### Exercise
Please quote only the lines that start at the one with "and token validation" and go on to the last line of the data, both ends kept.

### Exercise data
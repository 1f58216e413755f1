//! `SeaORM` Entity for the generated_reports table.

use sea_orm::entity::prelude::*;
use serde::{Deserialize, Serialize};

use super::sea_orm_active_enums::ReportStatus;

/// Registry entry describing a generated report artifact.
///
/// The registry row is the source of truth for whether a report exists; the
/// artifact bytes live in the object store at `file_path`.
#[derive(Clone, Debug, PartialEq, DeriveEntityModel, Eq, Serialize, Deserialize)]
#[sea_orm(table_name = "generated_reports")]
pub struct Model {
    /// Report identifier.
    #[sea_orm(primary_key, auto_increment = false)]
    pub id: Uuid,
    /// Scoped branch; `None` means all branches combined.
    pub branch_id: Option<Uuid>,
    /// Resolved period mode: "single", "yearly", or "range".
    pub report_type: String,
    /// Canonical period label, e.g. "2025-03".
    pub report_period: String,
    /// Artifact file name.
    pub file_name: String,
    /// Object store key.
    pub file_path: String,
    /// Artifact size in bytes.
    pub file_size: i64,
    /// Number of transfers included.
    pub transaction_count: i32,
    /// Total amount in the primary currency.
    #[sea_orm(column_type = "Decimal(Some((14, 2)))")]
    pub total_amount: Decimal,
    /// Primary currency code.
    pub currency: String,
    /// Identity that triggered generation; `None` for scheduled runs.
    pub generated_by: Option<Uuid>,
    /// Generation timestamp.
    pub generated_at: DateTimeWithTimeZone,
    /// Generation outcome.
    pub status: ReportStatus,
    /// Error message for failed runs.
    pub error_message: Option<String>,
}

/// Entity relations.
#[derive(Copy, Clone, Debug, EnumIter, DeriveRelation)]
pub enum Relation {
    /// Scoped branch.
    #[sea_orm(
        belongs_to = "super::branches::Entity",
        from = "Column::BranchId",
        to = "super::branches::Column::Id"
    )]
    Branch,
}

impl Related<super::branches::Entity> for Entity {
    fn to() -> RelationDef {
        Relation::Branch.def()
    }
}

impl ActiveModelBehavior for ActiveModel {}
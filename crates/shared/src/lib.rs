//! Shared types, errors, and configuration for Maktab.
//!
//! This crate provides common types used across all other crates:
//! - Typed IDs for type-safe entity references
//! - Application-wide error types
//! - Configuration management
//! - JWT claims and token validation

pub mod auth;
pub mod config;
pub mod error;
pub mod jwt;
pub mod types;

pub use auth::Claims;
pub use config::AppConfig;
pub use error::{AppError, AppResult};
pub use jwt::{JwtConfig, JwtError, JwtService};
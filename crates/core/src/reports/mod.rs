//! Report generation: period resolution, layout, and PDF rendering.
//!
//! The pipeline is split so every decision that affects the artifact is a
//! pure function: `period` resolves the date window and canonical label,
//! `layout` plans pages of positioned elements, and `pdf` only walks the plan
//! with a PDF writer.

pub mod error;
pub mod layout;
pub mod pdf;
pub mod period;
pub mod types;

pub use error::ReportError;
pub use period::{ReportPeriod, ResolvedPeriod};
pub use types::{ReportEntry, ReportTotals};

### Answer area
//! - JWT claims and token validation

pub mod auth;
pub mod config;
pub mod error;
pub mod jwt;
pub mod types;

pub use auth::Claims;
pub use config::AppConfig;
pub use error::{AppError, AppResult};
pub use jwt::{JwtConfig, JwtError, JwtService};
filename crates/core/src/reports/mod.rs
//! Report generation: period resolution, layout, and PDF rendering.
//!
//! The pipeline is split so every decision that affects the artifact is a
//! pure function: `period` resolves the date window and canonical label,
//! `layout` plans pages of positioned elements, and `pdf` only walks the plan
//! with a PDF writer.

pub mod error;
pub mod layout;
pub mod pdf;
pub mod period;
pub mod types;

pub use error::ReportError;
pub use period::{ReportPeriod, ResolvedPeriod};
pub use types::{ReportEntry, ReportTotals};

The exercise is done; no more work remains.